Most TT scale rolling stock made today is equipped with coupling pockets according to the standard NEM358, so all models have interchangeable couplings.

== Gauges ==
According to NEM Normen Europäischer Modellbahnen standards, 1:120 scale trains should use the following gauges:

| Name | Kind of track | Model gauge | Real-world gauge | Can be used for |
|---|---|---|---|---|
| TT | Standard gauge | 12,0 mm | 1435 mm | from 1250 mm to < 1700 mm |
| TTm | Meter gauge | 09,0 mm | 1000 mm | from 0850 mm to < 1250 mm |
| TTe | Narrow gauge | 06,5 mm | 0750 mm, 760 mm and 800 mm | from 0650 mm to < 0850 mm |
| TTi (TTf) | Field railway | 04,5 mm | 0500 mm and 600 mm | from 0400 mm to < 0650 mm |

In New Zealand TTm is known as NZ120, and is growing in popularity as a means of modelling the nation's gauge railway network.

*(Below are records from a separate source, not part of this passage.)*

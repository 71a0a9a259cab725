//! Event memory accessors. The event memory is owned by the embedding application and shared with writers running at higher priority, so readers never lock it. Instead every mutation of an event's data increments the event's update state, and readers compare the update state before and after copying.
//!
//! [`MemoryStore`] is a complete in-memory implementation of [`EventMemory`].

mod types;

pub use types::*;

use std::sync::atomic::{AtomicU8, Ordering};

use tracing::debug;

use crate::config::{Config, FreezeFrameKind};
use crate::dtc::{status_bit, DtcOrigin, EventId};

/// Read access to stored event data, plus the few mutations requested through the client API.
pub trait EventMemory {
    /// Number of entry slots of a memory, 0 for unknown memories
    fn entry_count(&self, origin: DtcOrigin) -> usize;
    /// Entry in a slot, `None` for free slots
    fn entry(&self, origin: DtcOrigin, index: usize) -> Option<&EventEntry>;
    /// Update sequence marker of an event, changes on every modification of the event's stored data
    fn update_state(&self, event_id: EventId) -> u8;
    /// UDS status byte of an event
    fn event_status(&self, event_id: EventId) -> u8;
    fn is_dtc_suppressed(&self, event_id: EventId) -> bool;
    fn is_event_available(&self, event_id: EventId) -> bool;

    fn obd_freeze_frame_count(&self) -> usize;
    fn obd_freeze_frame(&self, slot: usize) -> Option<&ObdFreezeFrame>;
    /// Slot currently selected for OBD Mode 02. Can change at any time.
    fn mode02_slot(&self) -> Option<usize>;

    fn time_series_entry_count(&self) -> usize;
    fn time_series_entry(&self, index: usize) -> Option<&TimeSeriesEntry>;

    fn custom_trigger_entry_count(&self) -> usize;
    fn custom_trigger_entry(&self, index: usize) -> Option<&CustomTriggerEntry>;

    fn obd_counters(&self) -> ObdCounters;

    /// Removes all stored data of an event from a memory and resets its status.
    fn clear_event(&mut self, origin: DtcOrigin, event_id: EventId) -> Result<(), NvError>;
    fn set_dtc_suppression(&mut self, event_id: EventId, suppressed: bool);

    /// Locates the entry of an event.
    fn find_entry(&self, origin: DtcOrigin, event_id: EventId) -> Option<(usize, &EventEntry)> {
        (0..self.entry_count(origin))
            .filter_map(|index| self.entry(origin, index).map(|entry| (index, entry)))
            .find(|(_, entry)| entry.event_id == event_id)
    }

    /// Raw J1939 freeze frame bytes of a primary memory entry.
    fn j1939_freeze_frame(&self, index: usize, kind: FreezeFrameKind) -> Option<&[u8]> {
        self.entry(DtcOrigin::PrimaryMemory, index)
            .and_then(|entry| entry.freeze_frame(kind))
    }

    /// Raw bytes of an OBD freeze frame slot.
    fn obd_freeze_frame_data(&self, slot: usize) -> Option<&[u8]> {
        self.obd_freeze_frame(slot).map(|frame| frame.data.as_slice())
    }
}

struct MemoryBank {
    origin: DtcOrigin,
    entries: Vec<Option<EventEntry>>,
}

/// In-memory event memory with a fixed number of slots per memory.
pub struct MemoryStore {
    banks: Vec<MemoryBank>,
    obd_freeze_frames: Vec<Option<ObdFreezeFrame>>,
    mode02_slot: Option<usize>,
    time_series: Vec<Option<TimeSeriesEntry>>,
    custom_triggers: Vec<Option<CustomTriggerEntry>>,
    update_states: Vec<AtomicU8>,
    statuses: Vec<u8>,
    suppressed: Vec<bool>,
    available: Vec<bool>,
    counters: ObdCounters,
    nv_failure: bool,
}

impl MemoryStore {
    /// Creates a store for all events of `config` with `primary_size` primary memory slots.
    pub fn new(config: &Config, primary_size: usize) -> Self {
        let event_count = config.events.len();
        Self {
            banks: vec![MemoryBank {
                origin: DtcOrigin::PrimaryMemory,
                entries: vec![None; primary_size],
            }],
            obd_freeze_frames: vec![],
            mode02_slot: None,
            time_series: vec![],
            custom_triggers: vec![],
            update_states: (0..event_count).map(|_| AtomicU8::new(0)).collect(),
            statuses: vec![0; event_count],
            suppressed: vec![false; event_count],
            available: vec![true; event_count],
            counters: ObdCounters::default(),
            nv_failure: false,
        }
    }

    /// Adds a secondary memory such as the mirror or a user defined memory.
    pub fn add_memory(&mut self, origin: DtcOrigin, size: usize) {
        let origin = origin.physical();
        if self.bank(origin).is_none() {
            self.banks.push(MemoryBank {
                origin,
                entries: vec![None; size],
            });
        }
    }

    fn bank(&self, origin: DtcOrigin) -> Option<&MemoryBank> {
        let origin = origin.physical();
        self.banks.iter().find(|bank| bank.origin == origin)
    }

    fn bank_mut(&mut self, origin: DtcOrigin) -> Option<&mut MemoryBank> {
        let origin = origin.physical();
        self.banks.iter_mut().find(|bank| bank.origin == origin)
    }

    /// Signals a modification of the event's data. Safe to call through a shared reference from a concurrent writer.
    pub fn mark_modified(&self, event_id: EventId) {
        if let Some(state) = self.update_states.get(event_id as usize) {
            state.fetch_add(1, Ordering::Release);
        }
    }

    /// Stores an entry, replacing an existing entry of the same event. Returns the slot, or `None` when the memory is full.
    pub fn store_entry(&mut self, origin: DtcOrigin, entry: EventEntry) -> Option<usize> {
        let event_id = entry.event_id;
        let bank = self.bank_mut(origin)?;
        let slot = bank
            .entries
            .iter()
            .position(|slot| matches!(slot, Some(stored) if stored.event_id == event_id))
            .or_else(|| bank.entries.iter().position(|slot| slot.is_none()))?;
        bank.entries[slot] = Some(entry);
        self.mark_modified(event_id);
        Some(slot)
    }

    pub fn store_primary_entry(&mut self, entry: EventEntry) -> Option<usize> {
        self.store_entry(DtcOrigin::PrimaryMemory, entry)
    }

    /// Mutable access to a stored entry. Counts as a modification.
    pub fn entry_mut(&mut self, origin: DtcOrigin, event_id: EventId) -> Option<&mut EventEntry> {
        self.mark_modified(event_id);
        self.bank_mut(origin)?
            .entries
            .iter_mut()
            .flatten()
            .find(|entry| entry.event_id == event_id)
    }

    pub fn set_event_status(&mut self, event_id: EventId, status: u8) {
        if let Some(stored) = self.statuses.get_mut(event_id as usize) {
            *stored = status;
        }
    }

    pub fn set_event_available(&mut self, event_id: EventId, available: bool) {
        if let Some(stored) = self.available.get_mut(event_id as usize) {
            *stored = available;
        }
    }

    /// Stores an OBD freeze frame in the first free shadow slot and returns the slot.
    pub fn store_obd_freeze_frame(&mut self, event_id: EventId, data: &[u8]) -> usize {
        let frame = ObdFreezeFrame {
            event_id,
            data: data.to_vec(),
        };
        self.mark_modified(event_id);
        store_in_free_slot(&mut self.obd_freeze_frames, frame)
    }

    pub fn set_mode02_slot(&mut self, slot: Option<usize>) {
        self.mode02_slot = slot;
    }

    pub fn store_time_series_entry(&mut self, entry: TimeSeriesEntry) -> usize {
        self.mark_modified(entry.event_id);
        store_in_free_slot(&mut self.time_series, entry)
    }

    pub fn store_custom_trigger_entry(&mut self, entry: CustomTriggerEntry) -> usize {
        self.mark_modified(entry.event_id);
        store_in_free_slot(&mut self.custom_triggers, entry)
    }

    pub fn counters_mut(&mut self) -> &mut ObdCounters {
        &mut self.counters
    }

    /// Makes subsequent clears report an NV write failure.
    pub fn set_nv_failure(&mut self, failure: bool) {
        self.nv_failure = failure;
    }
}

fn store_in_free_slot<T>(slots: &mut Vec<Option<T>>, value: T) -> usize {
    match slots.iter().position(|slot| slot.is_none()) {
        Some(index) => {
            slots[index] = Some(value);
            index
        }
        None => {
            slots.push(Some(value));
            slots.len() - 1
        }
    }
}

impl EventMemory for MemoryStore {
    fn entry_count(&self, origin: DtcOrigin) -> usize {
        self.bank(origin).map(|bank| bank.entries.len()).unwrap_or(0)
    }

    fn entry(&self, origin: DtcOrigin, index: usize) -> Option<&EventEntry> {
        self.bank(origin)?.entries.get(index)?.as_ref()
    }

    fn update_state(&self, event_id: EventId) -> u8 {
        self.update_states
            .get(event_id as usize)
            .map(|state| state.load(Ordering::Acquire))
            .unwrap_or(0)
    }

    fn event_status(&self, event_id: EventId) -> u8 {
        self.statuses.get(event_id as usize).copied().unwrap_or(0)
    }

    fn is_dtc_suppressed(&self, event_id: EventId) -> bool {
        self.suppressed.get(event_id as usize).copied().unwrap_or(false)
    }

    fn is_event_available(&self, event_id: EventId) -> bool {
        self.available.get(event_id as usize).copied().unwrap_or(false)
    }

    fn obd_freeze_frame_count(&self) -> usize {
        self.obd_freeze_frames.len()
    }

    fn obd_freeze_frame(&self, slot: usize) -> Option<&ObdFreezeFrame> {
        self.obd_freeze_frames.get(slot)?.as_ref()
    }

    fn mode02_slot(&self) -> Option<usize> {
        self.mode02_slot
    }

    fn time_series_entry_count(&self) -> usize {
        self.time_series.len()
    }

    fn time_series_entry(&self, index: usize) -> Option<&TimeSeriesEntry> {
        self.time_series.get(index)?.as_ref()
    }

    fn custom_trigger_entry_count(&self) -> usize {
        self.custom_triggers.len()
    }

    fn custom_trigger_entry(&self, index: usize) -> Option<&CustomTriggerEntry> {
        self.custom_triggers.get(index)?.as_ref()
    }

    fn obd_counters(&self) -> ObdCounters {
        self.counters
    }

    fn clear_event(&mut self, origin: DtcOrigin, event_id: EventId) -> Result<(), NvError> {
        let origin = origin.physical();
        if let Some(bank) = self.bank_mut(origin) {
            for slot in bank.entries.iter_mut() {
                if matches!(slot, Some(entry) if entry.event_id == event_id) {
                    *slot = None;
                }
            }
        }

        if origin == DtcOrigin::PrimaryMemory {
            for (index, slot) in self.obd_freeze_frames.iter_mut().enumerate() {
                if matches!(slot, Some(frame) if frame.event_id == event_id) {
                    *slot = None;
                    if self.mode02_slot == Some(index) {
                        self.mode02_slot = None;
                    }
                }
            }
            for slot in self.time_series.iter_mut() {
                if matches!(slot, Some(entry) if entry.event_id == event_id) {
                    *slot = None;
                }
            }
            for slot in self.custom_triggers.iter_mut() {
                if matches!(slot, Some(entry) if entry.event_id == event_id) {
                    *slot = None;
                }
            }
            self.set_event_status(event_id, status_bit::CLEARED);
        }

        self.mark_modified(event_id);
        debug!("Cleared event {} from {:?}", event_id, origin);

        if self.nv_failure {
            return Err(NvError);
        }
        Ok(())
    }

    fn set_dtc_suppression(&mut self, event_id: EventId, suppressed: bool) {
        if let Some(stored) = self.suppressed.get_mut(event_id as usize) {
            *stored = suppressed;
        }
    }
}

#[cfg(test)]
mod tests {
    use super::*;
    use crate::config::EventConfig;
    use crate::dtc::DtcMapping;

    fn store() -> (MemoryStore, EventId, EventId) {
        let mut config = Config::new();
        let a = config.add_event(EventConfig::new(DtcMapping::uds(0x010101)));
        let b = config.add_event(EventConfig::new(DtcMapping::uds(0x020202)));
        (MemoryStore::new(&config, 2), a, b)
    }

    #[test]
    fn entries_use_fixed_slots() {
        let (mut memory, a, b) = store();

        assert_eq!(memory.store_primary_entry(EventEntry::new(a)), Some(0));
        assert_eq!(memory.store_primary_entry(EventEntry::new(b)), Some(1));
        assert_eq!(memory.store_primary_entry(EventEntry::new(a)), Some(0));
        assert_eq!(memory.store_primary_entry(EventEntry::new(3)), None);

        assert_eq!(memory.find_entry(DtcOrigin::PrimaryMemory, b).map(|(index, _)| index), Some(1));
        assert_eq!(memory.entry_count(DtcOrigin::MirrorMemory), 0);
    }

    #[test]
    fn modifications_change_update_state() {
        let (mut memory, a, _) = store();
        let before = memory.update_state(a);

        memory.store_primary_entry(EventEntry::new(a));
        assert_ne!(memory.update_state(a), before);

        let before = memory.update_state(a);
        memory.mark_modified(a);
        assert_ne!(memory.update_state(a), before);
    }

    #[test]
    fn clear_removes_all_tiers() {
        let (mut memory, a, b) = store();
        memory.store_primary_entry(EventEntry::new(a));
        let slot = memory.store_obd_freeze_frame(a, &[0x01]);
        memory.set_mode02_slot(Some(slot));
        memory.store_custom_trigger_entry(CustomTriggerEntry {
            event_id: a,
            snapshot: None,
            samples: vec![],
        });
        memory.store_obd_freeze_frame(b, &[0x02]);
        memory.set_event_status(a, status_bit::CONFIRMED_DTC);

        memory.clear_event(DtcOrigin::PrimaryMemory, a).unwrap();

        assert!(memory.find_entry(DtcOrigin::PrimaryMemory, a).is_none());
        assert!(memory.obd_freeze_frame(slot).is_none());
        assert!(memory.obd_freeze_frame(1).is_some());
        assert_eq!(memory.mode02_slot(), None);
        assert!(memory.custom_trigger_entry(0).is_none());
        assert_eq!(memory.event_status(a), status_bit::CLEARED);

        memory.set_nv_failure(true);
        assert_eq!(memory.clear_event(DtcOrigin::PrimaryMemory, b), Err(NvError));
    }
}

In Japan TTm is also used to represent gauge railways under the name "TT-9", and has had limited commercial support from manufacturers such as Tenshodo.

Several scales also use TT gauge but with a larger scale to represent narrow gauge railways. The most common are HOn3½ gauge (which represents 1067 mm gauge in 1/87 HO scale) and H0m gauge (representing metre gauge track also for 1/87 HO scale).